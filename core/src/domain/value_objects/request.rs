//! Token endpoint request as seen by the core services.

use std::collections::HashMap;

use cts_shared::config::oauth2::ROOT_REALM;

/// Form parameter names understood by the token endpoint
pub mod params {
    pub const GRANT_TYPE: &str = "grant_type";
    pub const REFRESH_TOKEN: &str = "refresh_token";
    pub const SCOPE: &str = "scope";
    pub const CLIENT_ID: &str = "client_id";
    pub const CLIENT_SECRET: &str = "client_secret";
}

/// Client credentials presented through HTTP Basic authentication
#[derive(Debug, Clone, PartialEq, Eq)]
pub struct ClientCredentials {
    pub client_id: String,
    pub client_secret: String,
}

/// An incoming OAuth2 token request
#[derive(Debug, Clone, PartialEq, Eq)]
pub struct OAuth2Request {
    pub realm: String,
    parameters: HashMap<String, String>,
    basic_credentials: Option<ClientCredentials>,
    rejected_authorization: Option<String>,
}

impl Default for OAuth2Request {
    fn default() -> Self {
        Self::new(ROOT_REALM)
    }
}

impl OAuth2Request {
    pub fn new(realm: impl Into<String>) -> Self {
        Self {
            realm: realm.into(),
            parameters: HashMap::new(),
            basic_credentials: None,
            rejected_authorization: None,
        }
    }

    pub fn with_parameter(mut self, name: impl Into<String>, value: impl Into<String>) -> Self {
        self.parameters.insert(name.into(), value.into());
        self
    }

    pub fn with_parameters(mut self, parameters: HashMap<String, String>) -> Self {
        self.parameters.extend(parameters);
        self
    }

    pub fn with_basic_credentials(
        mut self,
        client_id: impl Into<String>,
        client_secret: impl Into<String>,
    ) -> Self {
        self.basic_credentials = Some(ClientCredentials {
            client_id: client_id.into(),
            client_secret: client_secret.into(),
        });
        self
    }

    /// Records an Authorization header that could not be decoded
    ///
    /// Client authentication fails with `reason`; request-shape checks that
    /// run before it still report first.
    pub fn with_rejected_authorization(mut self, reason: impl Into<String>) -> Self {
        self.basic_credentials = None;
        self.rejected_authorization = Some(reason.into());
        self
    }

    pub fn rejected_authorization(&self) -> Option<&str> {
        self.rejected_authorization.as_deref()
    }

    /// Raw parameter value
    pub fn parameter(&self, name: &str) -> Option<&str> {
        self.parameters.get(name).map(String::as_str)
    }

    /// Parameter value, treating an empty or blank value as absent
    pub fn non_empty_parameter(&self, name: &str) -> Option<&str> {
        self.parameter(name).filter(|v| !v.trim().is_empty())
    }

    /// Client credentials, preferring HTTP Basic over form parameters
    pub fn client_credentials(&self) -> Option<ClientCredentials> {
        if let Some(credentials) = &self.basic_credentials {
            return Some(credentials.clone());
        }
        let client_id = self.non_empty_parameter(params::CLIENT_ID)?;
        Some(ClientCredentials {
            client_id: client_id.to_string(),
            client_secret: self.parameter(params::CLIENT_SECRET).unwrap_or_default().to_string(),
        })
    }
}

#[cfg(test)]
mod tests {
    use super::*;

    #[test]
    fn test_blank_parameter_is_absent() {
        let request = OAuth2Request::default().with_parameter(params::REFRESH_TOKEN, "  ");
        assert_eq!(request.parameter(params::REFRESH_TOKEN), Some("  "));
        assert_eq!(request.non_empty_parameter(params::REFRESH_TOKEN), None);
        assert_eq!(request.realm, "/");
    }

    #[test]
    fn test_basic_credentials_take_precedence() {
        let request = OAuth2Request::new("/")
            .with_parameter(params::CLIENT_ID, "form-client")
            .with_parameter(params::CLIENT_SECRET, "form-secret")
            .with_basic_credentials("basic-client", "basic-secret");
        let credentials = request.client_credentials().unwrap();
        assert_eq!(credentials.client_id, "basic-client");
        assert_eq!(credentials.client_secret, "basic-secret");
    }

    #[test]
    fn test_rejected_authorization_is_kept_for_client_auth() {
        let request = OAuth2Request::new("/")
            .with_basic_credentials("basic-client", "basic-secret")
            .with_rejected_authorization("Malformed Basic credentials");
        assert_eq!(request.rejected_authorization(), Some("Malformed Basic credentials"));
        assert!(request.client_credentials().is_none());
    }

    #[test]
    fn test_form_credentials() {
        let request = OAuth2Request::new("/").with_parameter(params::CLIENT_ID, "public");
        let credentials = request.client_credentials().unwrap();
        assert_eq!(credentials.client_id, "public");
        assert_eq!(credentials.client_secret, "");

        assert!(OAuth2Request::new("/").client_credentials().is_none());
    }
}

────

# Task requirements:
Restate each entry above word for word.

# Exercise solution:
filename core/src/domain/value_objects/request.rs
//! Token endpoint request as seen by the core services.

use std::collections::HashMap;

use cts_shared::config::oauth2::ROOT_REALM;

/// Form parameter names understood by the token endpoint
pub mod params {
    pub const GRANT_TYPE: &str = "grant_type";
    pub const REFRESH_TOKEN: &str = "refresh_token";
    pub const SCOPE: &str = "scope";
    pub const CLIENT_ID: &str = "client_id";
    pub const CLIENT_SECRET: &str = "client_secret";
}

/// Client credentials presented through HTTP Basic authentication
#[derive(Debug, Clone, PartialEq, Eq)]
pub struct ClientCredentials {
    pub client_id: String,
    pub client_secret: String,
}

/// An incoming OAuth2 token request
#[derive(Debug, Clone, PartialEq, Eq)]
pub struct OAuth2Request {
    pub realm: String,
    parameters: HashMap<String, String>,
    basic_credentials: Option<ClientCredentials>,
    rejected_authorization: Option<String>,
}

impl Default for OAuth2Request {
    fn default() -> Self {
        Self::new(ROOT_REALM)
    }
}

impl OAuth2Request {
    pub fn new(realm: impl Into<String>) -> Self {
        Self {
            realm: realm.into(),
            parameters: HashMap::new(),
            basic_credentials: None,
            rejected_authorization: None,
        }
    }

    pub fn with_parameter(mut self, name: impl Into<String>, value: impl Into<String>) -> Self {
        self.parameters.insert(name.into(), value.into());
        self
    }

    pub fn with_parameters(mut self, parameters: HashMap<String, String>) -> Self {
        self.parameters.extend(parameters);
        self
    }

    pub fn with_basic_credentials(
        mut self,
        client_id: impl Into<String>,
        client_secret: impl Into<String>,
    ) -> Self {
        self.basic_credentials = Some(ClientCredentials {
            client_id: client_id.into(),
            client_secret: client_secret.into(),
        });
        self
    }

    /// Records an Authorization header that could not be decoded
    ///
    /// Client authentication fails with `reason`; request-shape checks that
    /// run before it still report first.
    pub fn with_rejected_authorization(mut self, reason: impl Into<String>) -> Self {
        self.basic_credentials = None;
        self.rejected_authorization = Some(reason.into());
        self
    }

    pub fn rejected_authorization(&self) -> Option<&str> {
        self.rejected_authorization.as_deref()
    }

    /// Raw parameter value
    pub fn parameter(&self, name: &str) -> Option<&str> {
        self.parameters.get(name).map(String::as_str)
    }

    /// Parameter value, treating an empty or blank value as absent
    pub fn non_empty_parameter(&self, name: &str) -> Option<&str> {
        self.parameter(name).filter(|v| !v.trim().is_empty())
    }

    /// Client credentials, preferring HTTP Basic over form parameters
    pub fn client_credentials(&self) -> Option<ClientCredentials> {
        if let Some(credentials) = &self.basic_credentials {
            return Some(credentials.clone());
        }
        let client_id = self.non_empty_parameter(params::CLIENT_ID)?;
        Some(ClientCredentials {
            client_id: client_id.to_string(),
            client_secret: self.parameter(params::CLIENT_SECRET).unwrap_or_default().to_string(),
        })
    }
}

#[cfg(test)]
mod tests {
    use super::*;

    #[test]
    fn test_blank_parameter_is_absent() {
        let request = OAuth2Request::default().with_parameter(params::REFRESH_TOKEN, "  ");
        assert_eq!(request.parameter(params::REFRESH_TOKEN), Some("  "));
        assert_eq!(request.non_empty_parameter(params::REFRESH_TOKEN), None);
        assert_eq!(request.realm, "/");
    }

    #[test]
    fn test_basic_credentials_take_precedence() {
        let request = OAuth2Request::new("/")
            .with_parameter(params::CLIENT_ID, "form-client")
            .with_parameter(params::CLIENT_SECRET, "form-secret")
            .with_basic_credentials("basic-client", "basic-secret");
        let credentials = request.client_credentials().unwrap();
        assert_eq!(credentials.client_id, "basic-client");
        assert_eq!(credentials.client_secret, "basic-secret");
    }

    #[test]
    fn test_rejected_authorization_is_kept_for_client_auth() {
        let request = OAuth2Request::new("/")
            .with_basic_credentials("basic-client", "basic-secret")
            .with_rejected_authorization("Malformed Basic credentials");
        assert_eq!(request.rejected_authorization(), Some("Malformed Basic credentials"));
        assert!(request.client_credentials().is_none());
    }

    #[test]
    fn test_form_credentials() {
        let request = OAuth2Request::new("/").with_parameter(params::CLIENT_ID, "public");
        let credentials = request.client_credentials().unwrap();
        assert_eq!(credentials.client_id, "public");
        assert_eq!(credentials.client_secret, "");

        assert!(OAuth2Request::new("/").client_credentials().is_none());
    }
}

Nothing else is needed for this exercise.